Benjamin Bayl studied as an Organ Scholar at King’s College Cambridge before immersing himself in conducting at the Royal Academy of Music with Colin Metters and George Hurst. He became the Assistant Conductor of the Budapest Festival Orchestra and Iván Fischer in 2006 and served as the Assistant Artistic Director of the Gabrieli Consort and Paul McCreesh from 2007 to 2010. Bayl is the Associate Director of The Hanover Band and is a founding member of the Australian Romantic and Classical Orchestra. He will conduct the Collegium Vocale Gent and Akademie für Alte on their European tour featuring the music of CPE Bach and regularly collaborates with The Hanover Band, Concerto Copenhagen, Akamus, Wroclaw Baroque Orchestra, and Warsaw Chamber Opera.

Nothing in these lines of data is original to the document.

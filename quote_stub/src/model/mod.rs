//! Domain models for the stub quote server.
//!
//! - `quote` — synthetic quote replies and their line encoding.
//! - `mode` — how the server answers a request.

pub mod mode;
pub mod quote;
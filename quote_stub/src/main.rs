//! Stub quote server binary.
//!
//! Listens on TCP and answers every `"<SYM>,<user>\n"` request according to the
//! selected mode. Useful as a local target for `quote_loadgen`:
//!
//! ```bash
//! quote_stub --port 4440 --mode quote
//! quote_loadgen --host 127.0.0.1 --port 4440 --delay 50 --length 10
//! ```
mod args;

use crate::args::Args;
use clap::Parser;
use log::error;
use quote_common::net::addr;
use quote_stub::StubServer;

fn main() {
    init_logger();
    let args = Args::parse();

    let result = StubServer::bind(addr(&args.bind, args.port), args.mode)
        .and_then(StubServer::serve);
    if let Err(e) = result {
        error!("{}", e);
        std::process::exit(1);
    }
}

fn init_logger() {
    env_logger::Builder::new()
        .filter_level(log::LevelFilter::Info)
        .parse_default_env()
        .init();
}
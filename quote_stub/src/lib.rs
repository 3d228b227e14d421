//! Stub quote server.
//!
//! Speaks the plaintext quote protocol over TCP so the load generator can be
//! exercised locally and in tests without the real quote server:
//! - `server` — `StubServer`, a thread-per-connection accept loop.
//! - `model` — reply `Mode`s and the synthetic `Quote` line.
#![warn(missing_docs)]
pub mod model;
pub mod server;

pub use model::mode::Mode;
pub use server::StubServer;
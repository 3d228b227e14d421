//! Result type alias shared across the workspace.
//!
//! This module defines a convenient alias that defaults the error type to the
//! common `QuoteError`, so functions can simply return `Result<T>`.
use crate::error::QuoteError;

/// Workspace-wide `Result` alias with `QuoteError` as the default error.
pub type Result<T, E = QuoteError> = std::result::Result<T, E>;
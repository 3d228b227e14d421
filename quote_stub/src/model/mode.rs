//! Reply behaviour of the stub server.
use clap::ValueEnum;
use strum::Display;

/// How the stub answers each request line.
#[derive(Debug, Clone, Copy, Default, PartialEq, Eq, ValueEnum, Display)]
#[clap(rename_all = "lower")]
#[strum(serialize_all = "lowercase")]
pub enum Mode {
    /// Reply with a synthetic quote `<price>,<SYM>,<user>,<timestamp>,<cryptokey>`.
    #[default]
    Quote,
    /// Reply with the request line itself, `<SYM>,<user>`.
    Echo,
    /// Read the request and never reply; holds the connection until the peer closes it.
    Silent,
}
//! Rate-paced request dispatcher.
//!
//! The `Dispatcher` owns the run loop of a load test. It multiplexes three
//! channels with crossbeam `select!`:
//!
//! - a `tick` channel firing every `delay`. Each tick spawns one new
//!   `RequestTask` on its own thread without waiting for earlier ones, so the
//!   number of requests in flight is unbounded under a slow server. The
//!   channel buffers a single tick, so ticks that fall due while the loop is
//!   stalled are dropped rather than queued. Every tick the loop does receive
//!   spawns a task.
//! - an `after` channel firing once at `length`, the expiry that ends the run.
//! - an unbounded outcome channel every task reports its result on. An error
//!   from any task ends the run immediately and is returned to the caller.
//!
//! The loop has two states, running and terminated, and a single transition on
//! expiry or on the first task error. By default the counters are read right
//! after expiry, while late tasks may still be counting. With `drain` enabled
//! the dispatcher first waits for every dispatched task to report, which closes
//! that race at the cost of a run that can outlast `length` by up to one I/O
//! deadline.
use std::net::SocketAddr;
use std::sync::Arc;
use std::thread;

use crossbeam_channel::{Receiver, RecvError, Sender, after, select, tick, unbounded};
use log::{debug, info};
use quote_common::{QuoteError, Result};

use crate::config::Config;
use crate::request::RequestTask;
use crate::stats::{Stats, StatsSnapshot};

type Outcome = Result<()>;

#[derive(Debug, Clone, Copy, PartialEq, Eq)]
enum RunState {
    Running,
    Terminated,
}

/// Drives one load test run against a resolved endpoint.
pub struct Dispatcher {
    config: Arc<Config>,
    endpoint: SocketAddr,
    stats: Arc<Stats>,
    outcome_tx: Sender<Outcome>,
    outcome_rx: Receiver<Outcome>,
    dispatched: u64,
    in_flight: u64,
}

impl Dispatcher {
    /// Create a dispatcher for `endpoint` with fresh counters.
    pub fn new(config: Config, endpoint: SocketAddr) -> Self {
        let (outcome_tx, outcome_rx) = unbounded();
        Self {
            config: Arc::new(config),
            endpoint,
            stats: Arc::new(Stats::new()),
            outcome_tx,
            outcome_rx,
            dispatched: 0,
            in_flight: 0,
        }
    }

    /// Counters shared with the request tasks; readable while the run is in progress.
    pub fn stats(&self) -> Arc<Stats> {
        Arc::clone(&self.stats)
    }

    /// Run until the configured length elapses, then read the counters.
    ///
    /// Returns the first error reported by any request task.
    pub fn run(mut self) -> Result<StatsSnapshot> {
        info!(
            "Requesting quotes from {} every {:?} for {:?}",
            self.endpoint, self.config.delay, self.config.length
        );
        let ticks = tick(self.config.delay);
        let expiry = after(self.config.length);
        let outcomes = self.outcome_rx.clone();

        let mut state = RunState::Running;
        while state == RunState::Running {
            select! {
                recv(ticks) -> _ => self.dispatch()?,
                recv(outcomes) -> msg => self.settle(msg)?,
                recv(expiry) -> _ => state = RunState::Terminated,
            }
        }
        drop(ticks);
        info!(
            "Run expired after {} dispatched requests, {} still in flight",
            self.dispatched, self.in_flight
        );

        if self.config.drain {
            self.drain()?;
        }
        Ok(self.stats.snapshot(self.config.length))
    }

    /// Spawn one request task; never waits for it.
    fn dispatch(&mut self) -> Result<()> {
        let task = RequestTask::new(
            self.endpoint,
            Arc::clone(&self.config),
            Arc::clone(&self.stats),
        );
        let outcome_tx = self.outcome_tx.clone();

        thread::Builder::new()
            .name(format!("request-{}", self.dispatched))
            .spawn(move || {
                // The run loop may already be gone; nothing left to report to.
                let _ = outcome_tx.send(task.run());
            })?;

        self.dispatched += 1;
        self.in_flight += 1;
        debug!("Dispatched request #{}, {} in flight", self.dispatched, self.in_flight);
        Ok(())
    }

    /// Account for one finished task; a task error ends the run.
    fn settle(&mut self, msg: std::result::Result<Outcome, RecvError>) -> Result<()> {
        let outcome = msg.map_err(|e| QuoteError::ChannelRecv(e.to_string()))?;
        self.in_flight = self.in_flight.saturating_sub(1);
        outcome
    }

    /// Wait for every dispatched task to report.
    fn drain(&mut self) -> Result<()> {
        if self.in_flight > 0 {
            info!("Draining {} in-flight requests before reporting", self.in_flight);
        }
        while self.in_flight > 0 {
            let msg = self.outcome_rx.recv();
            self.settle(msg)?;
        }
        Ok(())
    }
}
//!
//! Common types and utilities shared by the load generator and the stub quote server.
//!
//! This crate aggregates:
//! - `error` — unified error type `QuoteError` used across the workspace.
//! - `result` — handy `Result<T, QuoteError>` alias.
//! - `symbol` — the three-letter synthetic ticker sent in every request.
//! - `protocol` — request line formatting and response cleaning.
//! - `net` — networking defaults and small helpers.
#![warn(missing_docs)]
pub mod error;
pub mod net;
pub mod protocol;
pub mod result;
pub mod symbol;

pub use error::{QuoteError, Stage};
pub use result::Result;
pub use symbol::Symbol;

Élodie Fonnard, trained as a pianist, began singing at the Conservatoire de Caen with Luc Coadou and later continued her studies with Alain Buet, Howard Crook and Kenneth Weiss. She is a member of Le Jardin des Voix’s William Christie and performs regularly with Les Arts Florissants. She also gives recitals with William Christie as a harpsichordist. Recent performances have included the title-role in Glück’s Orphée and Eurydice at the Opéra de Dijon, Diane in Charpentier’s Actéon in Los Angeles, and Euridice in Monteverdi’s Orfeo with Les Timbres. Ms Fonnard has recorded several operas including works by Rameau and Charpentier, as well as Prévert and Kosma’s Songs, Jewish Baroque Music, and the Brossard and Bouteiller’s Motets.
Jarosław Thiel is a graduate of the Poznań School of Talents. He studied cello at both the Academy of Music in Poznań and the Academy of Music in Łódź, Poland. Since 1997, he has been focused on historical performance. He completed his post-graduate studies in Baroque cello at the Universität der Künste in Berlin, having worked with Phoebe Carrai and Markus a Möllenbeck. Thiel has participated in master classes run by Christine Kypranides at the Dresdner Akademie für Alte Musik and has collaborated with the most important Polish ensembles specialising in early music. Thiel has been the first cellist with the Dresdner Barockorchester and a member of the Festspiel Orchester Göttingen led by Laurence Cummings since 2000. He also works with leading German ensembles, such as Cantus Cölln, Akademie für Alte Musik Berlin, and Lautten Compagney. He regularly performs as a soloist and chamber musician in connection with festivals of early music world-wide. He currently teaches Baroque cello at the Academy of Music in Poznań and the Summer Academy of Early Music in Lidzbark Warmiński, Poland. In 2006 he was appointed Artistic Director of the Wrocław Baroque Orchestra.
Jean-Philippe Rameau emerged as a significant composer in France after the death of François Couperin in 1733. He spent his early career as organist at Clermont Cathedral before settling in Paris in 1722 where he published collections of harpsichord pieces as well as his Treatise on Harmony. Starting in 1733, he devoted himself to composing opera and also worked as a theorist. His theoretical works provided the scientific foundation for the development of traditional, functional harmony and composition well into the 19th century. Rameau contributed to a variety of dramatic forms including tragédies lyriques, comédies lyriques and comédies-ballets. Orchestral suites arranged from some of his stage works make much of this music, which fell out of favour around 1760, available to modern audiences. His operas were the first national creations to rival those of Lully. In his later career, Rameau composed a series of suites, the Pièces de clavecin en concerts, for harpsichord, flute or violin and second violin or viola.